(Beginning of Entries provided)

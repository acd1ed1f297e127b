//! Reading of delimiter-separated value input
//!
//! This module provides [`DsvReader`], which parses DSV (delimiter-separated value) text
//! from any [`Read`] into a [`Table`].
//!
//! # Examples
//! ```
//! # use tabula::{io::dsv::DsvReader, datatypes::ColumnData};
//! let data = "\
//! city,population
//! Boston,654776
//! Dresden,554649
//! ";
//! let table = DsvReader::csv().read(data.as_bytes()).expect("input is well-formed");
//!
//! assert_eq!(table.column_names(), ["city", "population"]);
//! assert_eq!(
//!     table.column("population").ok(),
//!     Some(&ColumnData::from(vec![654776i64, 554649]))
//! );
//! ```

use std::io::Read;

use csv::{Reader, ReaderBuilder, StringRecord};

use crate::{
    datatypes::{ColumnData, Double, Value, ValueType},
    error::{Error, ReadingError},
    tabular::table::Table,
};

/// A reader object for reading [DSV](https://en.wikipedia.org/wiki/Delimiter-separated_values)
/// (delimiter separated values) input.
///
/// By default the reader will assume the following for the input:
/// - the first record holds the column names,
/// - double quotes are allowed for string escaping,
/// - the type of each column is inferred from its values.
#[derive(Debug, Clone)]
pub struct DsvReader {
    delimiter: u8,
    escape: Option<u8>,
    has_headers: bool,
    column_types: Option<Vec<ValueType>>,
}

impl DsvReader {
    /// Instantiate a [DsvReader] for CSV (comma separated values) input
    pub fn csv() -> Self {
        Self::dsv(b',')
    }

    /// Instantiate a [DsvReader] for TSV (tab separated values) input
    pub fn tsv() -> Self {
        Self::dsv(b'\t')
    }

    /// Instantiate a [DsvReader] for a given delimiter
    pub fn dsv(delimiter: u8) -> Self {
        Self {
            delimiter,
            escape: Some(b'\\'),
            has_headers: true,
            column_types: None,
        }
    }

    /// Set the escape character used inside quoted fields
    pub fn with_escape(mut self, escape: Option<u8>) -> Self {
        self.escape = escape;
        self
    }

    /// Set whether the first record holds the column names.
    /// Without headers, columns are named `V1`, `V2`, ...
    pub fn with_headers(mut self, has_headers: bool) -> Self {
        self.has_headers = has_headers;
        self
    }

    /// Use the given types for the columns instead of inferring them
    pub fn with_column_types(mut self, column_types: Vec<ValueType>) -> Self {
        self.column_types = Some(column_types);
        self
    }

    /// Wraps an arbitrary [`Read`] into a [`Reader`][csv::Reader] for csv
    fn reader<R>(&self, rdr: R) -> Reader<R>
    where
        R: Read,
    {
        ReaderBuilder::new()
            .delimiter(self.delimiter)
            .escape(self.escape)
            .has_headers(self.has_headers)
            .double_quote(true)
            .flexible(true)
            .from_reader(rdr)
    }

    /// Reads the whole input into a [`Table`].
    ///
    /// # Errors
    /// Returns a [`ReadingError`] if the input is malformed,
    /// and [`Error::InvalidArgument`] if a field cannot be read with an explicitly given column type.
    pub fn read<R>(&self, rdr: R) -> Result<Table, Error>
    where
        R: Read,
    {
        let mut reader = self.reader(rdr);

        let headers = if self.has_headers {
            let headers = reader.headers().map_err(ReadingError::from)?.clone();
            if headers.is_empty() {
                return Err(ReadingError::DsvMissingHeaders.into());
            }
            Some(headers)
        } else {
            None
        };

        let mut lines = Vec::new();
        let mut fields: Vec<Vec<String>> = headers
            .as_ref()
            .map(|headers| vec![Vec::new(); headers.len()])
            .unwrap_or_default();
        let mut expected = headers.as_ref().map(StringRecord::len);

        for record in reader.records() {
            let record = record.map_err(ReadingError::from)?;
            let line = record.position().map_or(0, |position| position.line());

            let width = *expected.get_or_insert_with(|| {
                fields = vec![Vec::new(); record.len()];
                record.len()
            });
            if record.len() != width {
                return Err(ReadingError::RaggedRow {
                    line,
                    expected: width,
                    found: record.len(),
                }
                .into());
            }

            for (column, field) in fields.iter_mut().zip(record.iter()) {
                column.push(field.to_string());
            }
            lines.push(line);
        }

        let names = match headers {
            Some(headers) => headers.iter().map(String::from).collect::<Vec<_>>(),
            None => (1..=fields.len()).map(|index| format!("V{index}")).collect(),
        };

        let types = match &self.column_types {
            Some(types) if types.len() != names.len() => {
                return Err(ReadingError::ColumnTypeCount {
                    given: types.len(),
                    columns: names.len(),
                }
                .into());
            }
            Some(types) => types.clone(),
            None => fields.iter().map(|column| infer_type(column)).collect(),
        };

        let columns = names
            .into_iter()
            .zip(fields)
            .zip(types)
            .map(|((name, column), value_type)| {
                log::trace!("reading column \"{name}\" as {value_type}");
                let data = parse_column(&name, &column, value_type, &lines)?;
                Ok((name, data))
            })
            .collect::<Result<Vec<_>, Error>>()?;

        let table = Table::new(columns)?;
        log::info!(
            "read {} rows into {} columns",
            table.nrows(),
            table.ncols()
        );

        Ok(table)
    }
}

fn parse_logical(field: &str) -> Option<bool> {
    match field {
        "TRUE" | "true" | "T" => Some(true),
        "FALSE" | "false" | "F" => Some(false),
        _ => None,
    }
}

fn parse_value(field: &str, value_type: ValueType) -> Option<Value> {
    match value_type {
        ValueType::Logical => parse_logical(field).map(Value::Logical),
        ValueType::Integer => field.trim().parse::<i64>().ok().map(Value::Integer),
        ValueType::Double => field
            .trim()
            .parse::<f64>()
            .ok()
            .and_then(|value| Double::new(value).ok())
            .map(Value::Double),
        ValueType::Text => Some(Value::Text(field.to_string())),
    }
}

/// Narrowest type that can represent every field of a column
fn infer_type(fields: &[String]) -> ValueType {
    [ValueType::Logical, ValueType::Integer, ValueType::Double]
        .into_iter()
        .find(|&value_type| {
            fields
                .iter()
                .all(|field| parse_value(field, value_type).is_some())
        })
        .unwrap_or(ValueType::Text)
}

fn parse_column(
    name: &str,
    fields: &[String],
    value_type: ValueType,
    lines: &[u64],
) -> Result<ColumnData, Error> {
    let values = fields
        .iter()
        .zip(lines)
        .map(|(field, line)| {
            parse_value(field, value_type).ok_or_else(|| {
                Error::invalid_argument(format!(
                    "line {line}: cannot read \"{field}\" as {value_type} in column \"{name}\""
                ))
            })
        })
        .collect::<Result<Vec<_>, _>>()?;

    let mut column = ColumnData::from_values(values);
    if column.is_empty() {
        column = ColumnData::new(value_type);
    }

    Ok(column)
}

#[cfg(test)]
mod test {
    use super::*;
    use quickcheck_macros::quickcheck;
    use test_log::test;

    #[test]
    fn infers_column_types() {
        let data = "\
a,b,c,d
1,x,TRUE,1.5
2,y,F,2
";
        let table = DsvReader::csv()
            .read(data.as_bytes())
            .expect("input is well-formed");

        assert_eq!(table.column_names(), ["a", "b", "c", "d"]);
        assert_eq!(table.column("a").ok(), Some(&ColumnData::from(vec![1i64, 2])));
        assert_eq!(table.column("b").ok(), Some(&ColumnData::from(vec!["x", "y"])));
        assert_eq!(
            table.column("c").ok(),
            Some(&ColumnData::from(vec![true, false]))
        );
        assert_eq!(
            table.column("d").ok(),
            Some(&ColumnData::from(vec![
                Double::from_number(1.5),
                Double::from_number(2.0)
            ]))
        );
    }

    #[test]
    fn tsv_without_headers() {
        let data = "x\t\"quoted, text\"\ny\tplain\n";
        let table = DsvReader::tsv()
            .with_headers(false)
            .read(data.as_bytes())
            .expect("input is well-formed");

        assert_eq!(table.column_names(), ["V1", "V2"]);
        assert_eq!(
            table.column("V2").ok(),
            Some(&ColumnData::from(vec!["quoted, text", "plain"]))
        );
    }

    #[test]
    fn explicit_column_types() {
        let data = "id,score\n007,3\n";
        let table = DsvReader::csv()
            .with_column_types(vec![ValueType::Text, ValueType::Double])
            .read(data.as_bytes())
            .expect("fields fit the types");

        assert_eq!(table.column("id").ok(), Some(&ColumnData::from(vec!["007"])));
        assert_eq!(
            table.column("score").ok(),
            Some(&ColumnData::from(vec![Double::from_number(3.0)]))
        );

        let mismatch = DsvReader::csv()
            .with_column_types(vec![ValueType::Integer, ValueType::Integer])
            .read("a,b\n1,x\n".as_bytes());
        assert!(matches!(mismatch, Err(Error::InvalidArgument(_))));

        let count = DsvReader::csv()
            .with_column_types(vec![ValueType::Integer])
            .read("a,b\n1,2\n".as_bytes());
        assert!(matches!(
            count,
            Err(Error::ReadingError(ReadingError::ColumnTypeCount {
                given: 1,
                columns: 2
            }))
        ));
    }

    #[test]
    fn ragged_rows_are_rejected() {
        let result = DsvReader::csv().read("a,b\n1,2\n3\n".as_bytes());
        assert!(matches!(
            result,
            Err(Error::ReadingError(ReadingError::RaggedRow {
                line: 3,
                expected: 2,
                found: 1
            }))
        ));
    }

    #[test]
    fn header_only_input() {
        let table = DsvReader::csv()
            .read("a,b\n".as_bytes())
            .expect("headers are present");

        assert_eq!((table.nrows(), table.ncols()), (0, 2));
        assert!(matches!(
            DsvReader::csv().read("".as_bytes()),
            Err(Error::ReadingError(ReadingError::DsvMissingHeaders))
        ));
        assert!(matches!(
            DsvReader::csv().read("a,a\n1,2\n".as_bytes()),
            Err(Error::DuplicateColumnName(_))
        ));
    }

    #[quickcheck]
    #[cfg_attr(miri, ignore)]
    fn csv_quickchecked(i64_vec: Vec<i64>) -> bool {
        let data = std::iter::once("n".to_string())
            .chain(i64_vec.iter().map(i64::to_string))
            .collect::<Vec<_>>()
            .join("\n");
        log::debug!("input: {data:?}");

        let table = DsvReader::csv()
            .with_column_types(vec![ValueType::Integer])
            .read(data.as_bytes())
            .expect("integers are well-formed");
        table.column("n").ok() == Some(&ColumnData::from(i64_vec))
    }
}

(End of Entries provided)

__Exercise instructions__
Your answer should be the lines above that contain the word "ReaderBuilder", copied out.

__Answer below__
use csv::{Reader, ReaderBuilder, StringRecord};
        ReaderBuilder::new()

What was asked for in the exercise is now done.